Furthermore, we found that individuals that changed rank (i.e., sub-adult to male, sub-adult to female, and male to female) grew faster than those that did not change rank. Half of the surviving individuals changed rank and grew significantly more than those that did not change rank. This is likely not a standard growth, but opportunistic growth that occurs when a female or male is removed from the group since A. percula has been known to regulate or suppress their growth to decrease the likelihood of being evicted (Buston 2003b). A recent review by Buston and Clutton-Brock examined strategic growth in social vertebrates and concluded that clownfish species Amphiprion perideraion and Amphiprion frenatus females acquire dominant positions by increasing in length relative to similarly-sized individuals and that the increase in size is limited by the size of the anemone (Buston and Clutton-Brock 2022).

The 12 male and female pairs that persisted between 2011 and 2019 strongly support that A. percula is monogamous. This is consistent with previous studies of mating behavior in reef fish that are site-attached, whereby breeding pairs remain monogamous until one mate is physically removed from the social hierarchy. A review of monogamy in marine fishes included 18 families, and four clownfish species (A. bicinctus, Amphiprion clarkii, A. perideraion, and A. frenatus) identified A. percula as monogamous from observations only (Whiteman and Cote 2004). We can confirm from genetic analyses that 12 pairs have remained in the same host anemone over eight years and are likely reproducing. Monogamy and breeding stability are often hard to confirm in the field over long-term studies without the adequate genetic analysis of all individuals present, making this challenging in many other field study systems.

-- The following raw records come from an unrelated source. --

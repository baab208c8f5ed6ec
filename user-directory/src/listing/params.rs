//! Validated listing parameters

use std::fmt;
use std::str::FromStr;

use serde::{Deserialize, Serialize};
use thiserror::Error;

/// Default page size when the client sends none
pub const DEFAULT_LIMIT: u32 = 10;

/// A value that is not one of the accepted names
#[derive(Debug, Clone, PartialEq, Eq, Error)]
#[error("unknown value `{value}`, expected one of: {expected}")]
pub struct UnknownVariant {
    pub value: String,
    pub expected: &'static str,
}

/// Field the result page is ordered by
#[derive(Debug, Clone, Copy, PartialEq, Eq, Default, Serialize, Deserialize)]
#[serde(rename_all = "lowercase")]
pub enum SortField {
    #[default]
    Id,
    Name,
    Age,
    Email,
    Tags,
}

impl SortField {
    pub const fn as_str(&self) -> &'static str {
        match self {
            Self::Id => "id",
            Self::Name => "name",
            Self::Age => "age",
            Self::Email => "email",
            Self::Tags => "tags",
        }
    }
}

impl fmt::Display for SortField {
    fn fmt(&self, f: &mut fmt::Formatter<'_>) -> fmt::Result {
        f.write_str(self.as_str())
    }
}

impl FromStr for SortField {
    type Err = UnknownVariant;

    fn from_str(s: &str) -> Result<Self, Self::Err> {
        match s {
            "id" => Ok(Self::Id),
            "name" => Ok(Self::Name),
            "age" => Ok(Self::Age),
            "email" => Ok(Self::Email),
            "tags" => Ok(Self::Tags),
            other => Err(UnknownVariant {
                value: other.to_string(),
                expected: "id, name, age, email, tags",
            }),
        }
    }
}

/// Sort direction
///
/// ```rust
/// use user_directory::listing::SortOrder;
///
/// assert_eq!(SortOrder::default(), SortOrder::Asc);
/// assert_eq!("desc".parse::<SortOrder>().unwrap(), SortOrder::Desc);
/// assert_eq!(SortOrder::Desc.to_string(), "desc");
/// ```
#[derive(Debug, Clone, Copy, PartialEq, Eq, Default, Serialize, Deserialize)]
#[serde(rename_all = "lowercase")]
pub enum SortOrder {
    /// Ascending (A-Z, 0-9)
    #[default]
    Asc,
    /// The ascending order, reversed
    Desc,
}

impl fmt::Display for SortOrder {
    fn fmt(&self, f: &mut fmt::Formatter<'_>) -> fmt::Result {
        match self {
            Self::Asc => write!(f, "asc"),
            Self::Desc => write!(f, "desc"),
        }
    }
}

impl FromStr for SortOrder {
    type Err = UnknownVariant;

    fn from_str(s: &str) -> Result<Self, Self::Err> {
        match s {
            "asc" => Ok(Self::Asc),
            "desc" => Ok(Self::Desc),
            other => Err(UnknownVariant {
                value: other.to_string(),
                expected: "asc, desc",
            }),
        }
    }
}

/// How requested tags are matched against a user's tags
#[derive(Debug, Clone, Copy, PartialEq, Eq, Default)]
pub enum TagMode {
    /// Every requested tag must be present
    #[default]
    All,
    /// At least one requested tag must be present
    Any,
    /// Not a known mode; tag filtering is skipped
    Unrecognized,
}

impl TagMode {
    /// Parse a client value; anything but `all`/`any` is [`TagMode::Unrecognized`]
    pub fn parse(s: &str) -> Self {
        match s {
            "all" => Self::All,
            "any" => Self::Any,
            _ => Self::Unrecognized,
        }
    }
}

/// Fully validated inputs to [`process`](super::process)
#[derive(Debug, Clone, PartialEq, Eq)]
pub struct ListingParams {
    /// 1-indexed page number, never zero
    pub page: u32,
    /// Page size, never zero
    pub limit: u32,
    pub sort_by: SortField,
    pub order: SortOrder,
    /// Requested tag labels, in request order
    pub tags: Vec<String>,
    pub tag_mode: TagMode,
    /// Free-text search; empty means no search
    pub search: String,
}

impl Default for ListingParams {
    fn default() -> Self {
        Self {
            page: 1,
            limit: DEFAULT_LIMIT,
            sort_by: SortField::default(),
            order: SortOrder::default(),
            tags: Vec::new(),
            tag_mode: TagMode::default(),
            search: String::new(),
        }
    }
}

impl ListingParams {
    #[must_use]
    pub fn with_page(mut self, page: u32) -> Self {
        self.page = page.max(1);
        self
    }

    #[must_use]
    pub fn with_limit(mut self, limit: u32) -> Self {
        self.limit = limit.max(1);
        self
    }

    #[must_use]
    pub fn with_sort(mut self, sort_by: SortField, order: SortOrder) -> Self {
        self.sort_by = sort_by;
        self.order = order;
        self
    }

    #[must_use]
    pub fn with_tags<I, T>(mut self, tags: I, mode: TagMode) -> Self
    where
        I: IntoIterator<Item = T>,
        T: Into<String>,
    {
        self.tags = tags.into_iter().map(Into::into).collect();
        self.tag_mode = mode;
        self
    }

    #[must_use]
    pub fn with_search(mut self, search: impl Into<String>) -> Self {
        self.search = search.into();
        self
    }
}

#[cfg(test)]
mod tests {
    use super::*;

    #[test]
    fn test_sort_field_parse() {
        assert_eq!("age".parse::<SortField>().unwrap(), SortField::Age);
        assert_eq!("tags".parse::<SortField>().unwrap(), SortField::Tags);

        let err = "Age".parse::<SortField>().unwrap_err();
        assert_eq!(err.value, "Age");
        assert!(err.to_string().contains("id, name, age, email, tags"));
    }

    #[test]
    fn test_sort_field_serializes_lowercase() {
        assert_eq!(serde_json::to_string(&SortField::Email).unwrap(), "\"email\"");
        assert_eq!(SortField::Name.to_string(), "name");
    }

    #[test]
    fn test_sort_order_parse() {
        assert_eq!("asc".parse::<SortOrder>().unwrap(), SortOrder::Asc);
        assert!("DESC".parse::<SortOrder>().is_err());
    }

    #[test]
    fn test_tag_mode_parse() {
        assert_eq!(TagMode::parse("all"), TagMode::All);
        assert_eq!(TagMode::parse("any"), TagMode::Any);
        assert_eq!(TagMode::parse("none"), TagMode::Unrecognized);
    }

    #[test]
    fn test_builder_clamps_zero() {
        let params = ListingParams::default().with_page(0).with_limit(0);
        assert_eq!(params.page, 1);
        assert_eq!(params.limit, 1);
    }
}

Additionally, we found that species of anemone host significantly affected growth in A. percula. All individuals hosted by H. magnifica grew slower than those hosted by S. gigantea. However, previous research on early settlement in Kimbe Bay (Salles et al. 2016) found that individuals that settled on H. magnifica grew faster than those on S. gigantea. This may indicate a selective advantage on growth in H. magnifica for post-settlement recruits that are lost in subsequent social ranks. Since anemone surface area is positively correlated to the size of the individuals’ (Chausson et al. 2018), the faster growth rates are likely explained by the larger surface area provided by H. magnifica compared to S. gigantea as observed in (Salles et al. 2016). However, this effect may also be confounded by other environmental factors associated with the different habitats occupied by each anemone. Heteractis magnifica are found further offshore and in deeper habitats compared to S. gigantea anemones found in sheltered shallow habitats close to shore (Fig. 1). Further studies that control variables, such as temperature, flow, turbidity, nutrient/food availability, predation pressure, and intraspecific competition, may provide further insight into the mechanisms that regulate growth in different anemone species. However, the scale at which these variables need to be measured to understand their impacts on the physiology and growth of clownfish would be very difficult to achieve (Burgess et al. 2021).

Conclusion

Together, our findings support the notion that social and environmental characteristics can influence the outcome of group structure and growth (Robbins et al. 2005). This study provides the first long-term evaluation of the social structure and individual growth in a wild population of reef fish, demonstrating that growth in A. percula is socially mediated and strongly dependent on the host anemone. Further work should investigate the demographic consequence of faster growth and survivorship in clownfish and whether the loss of dominant and highly reproductive female fish (Saenz-Agudelo et al. 2015) can be mitigated by the rapid progression through social hierarchies and growth of lower-ranked groups.